March 27, 202610 min read

Design a Rate Limiter: System Design Interview Problem

Complete system design walkthrough for a rate limiter — token bucket, sliding window, leaky bucket algorithms, distributed rate limiting with Redis, and HTTP headers.

system-design rate-limiter interviews backend algorithms

Rate limiting is one of those interview questions that seems simple but has surprising depth. The basic concept takes 30 seconds to explain — don't let clients make too many requests. But the implementation choices, distributed coordination, and algorithm tradeoffs fill a full 45-minute interview. Plus, unlike "design Twitter," a rate limiter is a component you might actually build yourself rather than stitching together managed services.

Why Rate Limiting Exists

Before jumping into algorithms, make sure you can explain why rate limiting matters:

Prevent abuse — stop DDoS attacks, brute force login attempts, API scraping
Ensure fair usage — one heavy user shouldn't degrade service for everyone
Protect downstream services — your API might handle 10K QPS but the database behind it can only do 2K
Cost control — especially for paid APIs, prevent accidental (or intentional) over-usage
Compliance — some services contractually guarantee rate limits to third parties

The Five Algorithms

There are five rate limiting algorithms worth knowing. Each has different characteristics, and interviewers love asking you to compare them.

1. Token Bucket

The most commonly used algorithm. Imagine a bucket that holds tokens. Each request consumes one token. Tokens are added at a fixed rate. If the bucket is empty, the request is rejected.

Parameters:

bucket_size — maximum number of tokens (burst capacity)
refill_rate — tokens added per second

import time

class TokenBucket:
    def __init__(self, capacity, refill_rate):
        self.capacity = capacity
        self.tokens = capacity
        self.refill_rate = refill_rate
        self.last_refill = time.time()

def allow_request(self):
        now = time.time()
        elapsed = now - self.last_refill
        self.tokens = min(
            self.capacity,
            self.tokens + elapsed * self.refill_rate
        )
        self.last_refill = now

if self.tokens >= 1:
            self.tokens -= 1
            return True
        return False

# Allow 10 requests/second with burst up to 20
limiter = TokenBucket(capacity=20, refill_rate=10)
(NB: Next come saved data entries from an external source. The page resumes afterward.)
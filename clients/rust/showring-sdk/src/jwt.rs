//! JWT inspection
//!
//! Reads the `exp` claim without verifying the signature. The server is the
//! authority on validity; the client only needs to know when to stop sending
//! a token.

use base64::engine::general_purpose::URL_SAFE_NO_PAD;
use base64::Engine;
use chrono::{DateTime, Duration, Utc};
use serde::Deserialize;

/// Clock drift tolerated between client and server when reading `exp`.
pub const DEFAULT_CLOCK_SKEW_SECS: i64 = 60;

#[derive(Deserialize)]
struct ExpClaim {
    exp: i64,
}

/// Expiry time of `token`, if it is a JWT with a numeric `exp` claim.
pub fn expiry(token: &str) -> Option<DateTime<Utc>> {
    let mut parts = token.split('.');
    let (_header, payload, _signature) = (parts.next()?, parts.next()?, parts.next()?);
    if parts.next().is_some() {
        return None;
    }

    // tolerate padded segments from lenient encoders
    let bytes = URL_SAFE_NO_PAD.decode(payload.trim_end_matches('=')).ok()?;
    let claim: ExpClaim = serde_json::from_slice(&bytes).ok()?;
    DateTime::from_timestamp(claim.exp, 0)
}

/// True when `token` expired more than `skew` ago, or cannot be read.
pub fn is_expired(token: &str, skew: Duration) -> bool {
    is_expired_at(token, skew, Utc::now())
}

pub fn is_expired_at(token: &str, skew: Duration, now: DateTime<Utc>) -> bool {
    match expiry(token) {
        Some(exp) => exp <= now - skew,
        None => true,
    }
}

#[cfg(test)]
pub(crate) fn encode_test_token(exp: i64) -> String {
    let header = URL_SAFE_NO_PAD.encode(br#"{"alg":"HS256","typ":"JWT"}"#);
    let payload = URL_SAFE_NO_PAD.encode(format!(r#"{{"sub":"u1","exp":{}}}"#, exp));
    format!("{}.{}.signature", header, payload)
}

#[cfg(test)]
mod tests {
    use super::*;

    fn skew() -> Duration {
        Duration::seconds(DEFAULT_CLOCK_SKEW_SECS)
    }

    #[test]
    fn test_fresh_token_is_not_expired() {
        let token = encode_test_token((Utc::now() + Duration::hours(1)).timestamp());
        assert!(!is_expired(&token, skew()));
    }

    #[test]
    fn test_recently_expired_token_is_tolerated_within_skew() {
        let now = Utc::now();
        let token = encode_test_token((now - Duration::seconds(30)).timestamp());
        assert!(!is_expired_at(&token, skew(), now));
        assert!(is_expired_at(&token, Duration::zero(), now));

        let stale = encode_test_token((now - Duration::seconds(90)).timestamp());
        assert!(is_expired_at(&stale, skew(), now));
    }

    #[test]
    fn test_skew_boundary_is_expired() {
        let now = DateTime::from_timestamp(1_900_000_000, 0).unwrap();
        let token = encode_test_token(1_900_000_000 - DEFAULT_CLOCK_SKEW_SECS);
        assert!(is_expired_at(&token, skew(), now));
        let token = encode_test_token(1_900_000_001 - DEFAULT_CLOCK_SKEW_SECS);
        assert!(!is_expired_at(&token, skew(), now));
    }

    #[test]
    fn test_unreadable_tokens_are_expired() {
        assert!(is_expired("", skew()));
        assert!(is_expired("opaque-token", skew()));
        assert!(is_expired("a.!!!.c", skew()));
        assert!(is_expired("a.b.c.d", skew()));
    }

    #[test]
    fn test_expiry_reads_exp_claim() {
        let token = encode_test_token(1_900_000_000);
        assert_eq!(expiry(&token).unwrap().timestamp(), 1_900_000_000);
    }
}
Pros: Simple, memory-efficient (just two numbers per user), allows bursts up to bucket size. Cons: Tuning bucket_size and refill_rate requires thought. Used by: Amazon, Stripe, most API gateways.

2. Leaky Bucket

Requests enter a queue (bucket) and are processed at a fixed rate, like water leaking from a bucket. If the queue is full, new requests are dropped.

Incoming requests → [Queue (fixed size)] → Process at constant rate
                    ↓ (overflow dropped)

Pros: Smooths out traffic perfectly — output rate is constant regardless of input bursts. Good for systems that need a steady processing rate. Cons: Doesn't handle legitimate bursts well. A burst of requests that should all succeed will be queued and delayed. Older requests might be stuck in the queue while newer, more relevant ones are dropped. Used by: NGINX's limit_req with burst parameter.

3. Fixed Window Counter

Divide time into fixed windows (e.g., 1-minute intervals). Count requests per window. If the count exceeds the limit, reject.

Window: 10:00:00 - 10:00:59 → count: 87 / limit: 100 → ALLOW
Window: 10:01:00 - 10:01:59 → count: 100 / limit: 100 → REJECT new

Pros: Simple, memory-efficient (one counter per window per user). Cons: Boundary burst problem. If the limit is 100/minute and a user sends 100 requests at 10:00:50 and 100 more at 10:01:10, they've sent 200 requests in 20 seconds but each window only sees 100. This edge case is the reason the next two algorithms exist.

4. Sliding Window Log

Keep a log of timestamps for each request. When a new request arrives, remove all timestamps older than the window, then check if the count exceeds the limit.

import time
from collections import deque

class SlidingWindowLog:
    def __init__(self, limit, window_seconds):
        self.limit = limit
        self.window = window_seconds
        self.timestamps = deque()

def allow_request(self):
        now = time.time()
        # Remove timestamps outside the window
        while self.timestamps and self.timestamps[0] <= now - self.window:
            self.timestamps.popleft()

if len(self.timestamps) < self.limit:
            self.timestamps.append(now)
            return True
        return False

Pros: Precise — no boundary burst problem. Exactly limit requests allowed in any rolling window. Cons: Memory-heavy. Storing a timestamp for every request means a user making 1000 requests/minute requires storing 1000 timestamps. At scale with millions of users, this adds up.

5. Sliding Window Counter

The practical compromise. Combine the current window count with a weighted portion of the previous window count.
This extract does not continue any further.